Stored data
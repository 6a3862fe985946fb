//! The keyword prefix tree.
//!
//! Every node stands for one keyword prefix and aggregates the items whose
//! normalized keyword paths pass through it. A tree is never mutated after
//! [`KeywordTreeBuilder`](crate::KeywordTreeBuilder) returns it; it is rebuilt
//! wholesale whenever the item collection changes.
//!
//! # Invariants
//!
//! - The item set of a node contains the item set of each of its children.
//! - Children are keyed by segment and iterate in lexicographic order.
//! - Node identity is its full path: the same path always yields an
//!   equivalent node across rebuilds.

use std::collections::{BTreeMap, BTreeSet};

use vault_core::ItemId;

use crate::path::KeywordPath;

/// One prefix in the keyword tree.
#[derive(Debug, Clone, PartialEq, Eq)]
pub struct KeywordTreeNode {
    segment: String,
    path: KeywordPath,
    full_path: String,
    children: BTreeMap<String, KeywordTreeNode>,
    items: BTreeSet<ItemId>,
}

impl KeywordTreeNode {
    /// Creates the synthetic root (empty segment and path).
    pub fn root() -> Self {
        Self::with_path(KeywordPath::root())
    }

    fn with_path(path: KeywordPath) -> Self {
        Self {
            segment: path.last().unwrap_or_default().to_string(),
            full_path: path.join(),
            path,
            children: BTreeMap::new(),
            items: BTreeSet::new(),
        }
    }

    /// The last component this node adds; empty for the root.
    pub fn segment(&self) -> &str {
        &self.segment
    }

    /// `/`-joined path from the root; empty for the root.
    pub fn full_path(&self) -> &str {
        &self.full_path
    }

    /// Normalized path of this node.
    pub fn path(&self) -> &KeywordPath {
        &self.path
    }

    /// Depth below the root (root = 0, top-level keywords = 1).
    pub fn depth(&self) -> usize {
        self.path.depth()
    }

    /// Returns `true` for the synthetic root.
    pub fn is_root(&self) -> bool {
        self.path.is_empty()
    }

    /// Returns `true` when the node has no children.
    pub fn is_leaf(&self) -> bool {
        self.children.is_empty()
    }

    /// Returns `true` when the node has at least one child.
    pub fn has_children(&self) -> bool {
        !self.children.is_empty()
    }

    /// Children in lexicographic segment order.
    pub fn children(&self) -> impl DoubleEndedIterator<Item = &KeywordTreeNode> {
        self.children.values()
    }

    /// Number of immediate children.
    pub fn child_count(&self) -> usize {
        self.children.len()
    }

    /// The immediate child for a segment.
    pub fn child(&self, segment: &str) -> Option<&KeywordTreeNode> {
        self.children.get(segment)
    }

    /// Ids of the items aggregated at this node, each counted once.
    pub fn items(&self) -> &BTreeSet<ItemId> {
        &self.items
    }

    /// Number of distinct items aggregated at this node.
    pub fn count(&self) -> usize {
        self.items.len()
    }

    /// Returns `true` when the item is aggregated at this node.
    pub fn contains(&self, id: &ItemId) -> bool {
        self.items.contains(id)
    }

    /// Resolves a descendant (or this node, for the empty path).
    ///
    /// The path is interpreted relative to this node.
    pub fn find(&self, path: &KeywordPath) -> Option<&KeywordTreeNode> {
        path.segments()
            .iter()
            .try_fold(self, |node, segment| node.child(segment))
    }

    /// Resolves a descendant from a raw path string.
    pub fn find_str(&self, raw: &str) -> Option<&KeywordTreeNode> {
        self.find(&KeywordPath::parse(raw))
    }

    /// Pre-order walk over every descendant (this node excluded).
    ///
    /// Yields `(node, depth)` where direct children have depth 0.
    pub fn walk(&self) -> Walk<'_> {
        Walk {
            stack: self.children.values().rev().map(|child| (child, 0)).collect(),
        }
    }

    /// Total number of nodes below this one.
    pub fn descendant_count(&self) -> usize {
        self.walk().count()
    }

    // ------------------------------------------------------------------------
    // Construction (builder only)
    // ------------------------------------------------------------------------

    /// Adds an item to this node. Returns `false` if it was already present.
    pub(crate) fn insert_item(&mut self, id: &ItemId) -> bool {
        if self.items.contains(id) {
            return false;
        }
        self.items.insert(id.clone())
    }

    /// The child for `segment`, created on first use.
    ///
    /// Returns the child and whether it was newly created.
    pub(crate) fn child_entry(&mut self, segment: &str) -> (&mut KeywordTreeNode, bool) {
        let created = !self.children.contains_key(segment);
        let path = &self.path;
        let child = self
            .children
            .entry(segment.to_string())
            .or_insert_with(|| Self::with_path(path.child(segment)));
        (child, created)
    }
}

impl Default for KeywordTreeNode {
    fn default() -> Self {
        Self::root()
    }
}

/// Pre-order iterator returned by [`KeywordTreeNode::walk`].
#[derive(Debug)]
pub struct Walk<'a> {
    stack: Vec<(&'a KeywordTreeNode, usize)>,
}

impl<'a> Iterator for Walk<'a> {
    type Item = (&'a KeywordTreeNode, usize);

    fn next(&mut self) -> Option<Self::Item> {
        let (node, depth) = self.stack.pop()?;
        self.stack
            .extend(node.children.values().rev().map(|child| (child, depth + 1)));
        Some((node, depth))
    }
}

_Task details:_ Give back all of the entries above, unchanged in every word.

_Answer to the exercise:_
repository 6a3862fe985946fb
//! The keyword prefix tree.
//!
//! Every node stands for one keyword prefix and aggregates the items whose
//! normalized keyword paths pass through it. A tree is never mutated after
//! [`KeywordTreeBuilder`](crate::KeywordTreeBuilder) returns it; it is rebuilt
//! wholesale whenever the item collection changes.
//!
//! # Invariants
//!
//! - The item set of a node contains the item set of each of its children.
//! - Children are keyed by segment and iterate in lexicographic order.
//! - Node identity is its full path: the same path always yields an
//!   equivalent node across rebuilds.

use std::collections::{BTreeMap, BTreeSet};

use vault_core::ItemId;

use crate::path::KeywordPath;

/// One prefix in the keyword tree.
#[derive(Debug, Clone, PartialEq, Eq)]
pub struct KeywordTreeNode {
    segment: String,
    path: KeywordPath,
    full_path: String,
    children: BTreeMap<String, KeywordTreeNode>,
    items: BTreeSet<ItemId>,
}

impl KeywordTreeNode {
    /// Creates the synthetic root (empty segment and path).
    pub fn root() -> Self {
        Self::with_path(KeywordPath::root())
    }

    fn with_path(path: KeywordPath) -> Self {
        Self {
            segment: path.last().unwrap_or_default().to_string(),
            full_path: path.join(),
            path,
            children: BTreeMap::new(),
            items: BTreeSet::new(),
        }
    }

    /// The last component this node adds; empty for the root.
    pub fn segment(&self) -> &str {
        &self.segment
    }

    /// `/`-joined path from the root; empty for the root.
    pub fn full_path(&self) -> &str {
        &self.full_path
    }

    /// Normalized path of this node.
    pub fn path(&self) -> &KeywordPath {
        &self.path
    }

    /// Depth below the root (root = 0, top-level keywords = 1).
    pub fn depth(&self) -> usize {
        self.path.depth()
    }

    /// Returns `true` for the synthetic root.
    pub fn is_root(&self) -> bool {
        self.path.is_empty()
    }

    /// Returns `true` when the node has no children.
    pub fn is_leaf(&self) -> bool {
        self.children.is_empty()
    }

    /// Returns `true` when the node has at least one child.
    pub fn has_children(&self) -> bool {
        !self.children.is_empty()
    }

    /// Children in lexicographic segment order.
    pub fn children(&self) -> impl DoubleEndedIterator<Item = &KeywordTreeNode> {
        self.children.values()
    }

    /// Number of immediate children.
    pub fn child_count(&self) -> usize {
        self.children.len()
    }

    /// The immediate child for a segment.
    pub fn child(&self, segment: &str) -> Option<&KeywordTreeNode> {
        self.children.get(segment)
    }

    /// Ids of the items aggregated at this node, each counted once.
    pub fn items(&self) -> &BTreeSet<ItemId> {
        &self.items
    }

    /// Number of distinct items aggregated at this node.
    pub fn count(&self) -> usize {
        self.items.len()
    }

    /// Returns `true` when the item is aggregated at this node.
    pub fn contains(&self, id: &ItemId) -> bool {
        self.items.contains(id)
    }

    /// Resolves a descendant (or this node, for the empty path).
    ///
    /// The path is interpreted relative to this node.
    pub fn find(&self, path: &KeywordPath) -> Option<&KeywordTreeNode> {
        path.segments()
            .iter()
            .try_fold(self, |node, segment| node.child(segment))
    }

    /// Resolves a descendant from a raw path string.
    pub fn find_str(&self, raw: &str) -> Option<&KeywordTreeNode> {
        self.find(&KeywordPath::parse(raw))
    }

    /// Pre-order walk over every descendant (this node excluded).
    ///
    /// Yields `(node, depth)` where direct children have depth 0.
    pub fn walk(&self) -> Walk<'_> {
        Walk {
            stack: self.children.values().rev().map(|child| (child, 0)).collect(),
        }
    }

    /// Total number of nodes below this one.
    pub fn descendant_count(&self) -> usize {
        self.walk().count()
    }

    // ------------------------------------------------------------------------
    // Construction (builder only)
    // ------------------------------------------------------------------------

    /// Adds an item to this node. Returns `false` if it was already present.
    pub(crate) fn insert_item(&mut self, id: &ItemId) -> bool {
        if self.items.contains(id) {
            return false;
        }
        self.items.insert(id.clone())
    }

    /// The child for `segment`, created on first use.
    ///
    /// Returns the child and whether it was newly created.
    pub(crate) fn child_entry(&mut self, segment: &str) -> (&mut KeywordTreeNode, bool) {
        let created = !self.children.contains_key(segment);
        let path = &self.path;
        let child = self
            .children
            .entry(segment.to_string())
            .or_insert_with(|| Self::with_path(path.child(segment)));
        (child, created)
    }
}

impl Default for KeywordTreeNode {
    fn default() -> Self {
        Self::root()
    }
}

/// Pre-order iterator returned by [`KeywordTreeNode::walk`].
#[derive(Debug)]
pub struct Walk<'a> {
    stack: Vec<(&'a KeywordTreeNode, usize)>,
}

impl<'a> Iterator for Walk<'a> {
    type Item = (&'a KeywordTreeNode, usize);

    fn next(&mut self) -> Option<Self::Item> {
        let (node, depth) = self.stack.pop()?;
        self.stack
            .extend(node.children.values().rev().map(|child| (child, depth + 1)));
        Some((node, depth))
    }
}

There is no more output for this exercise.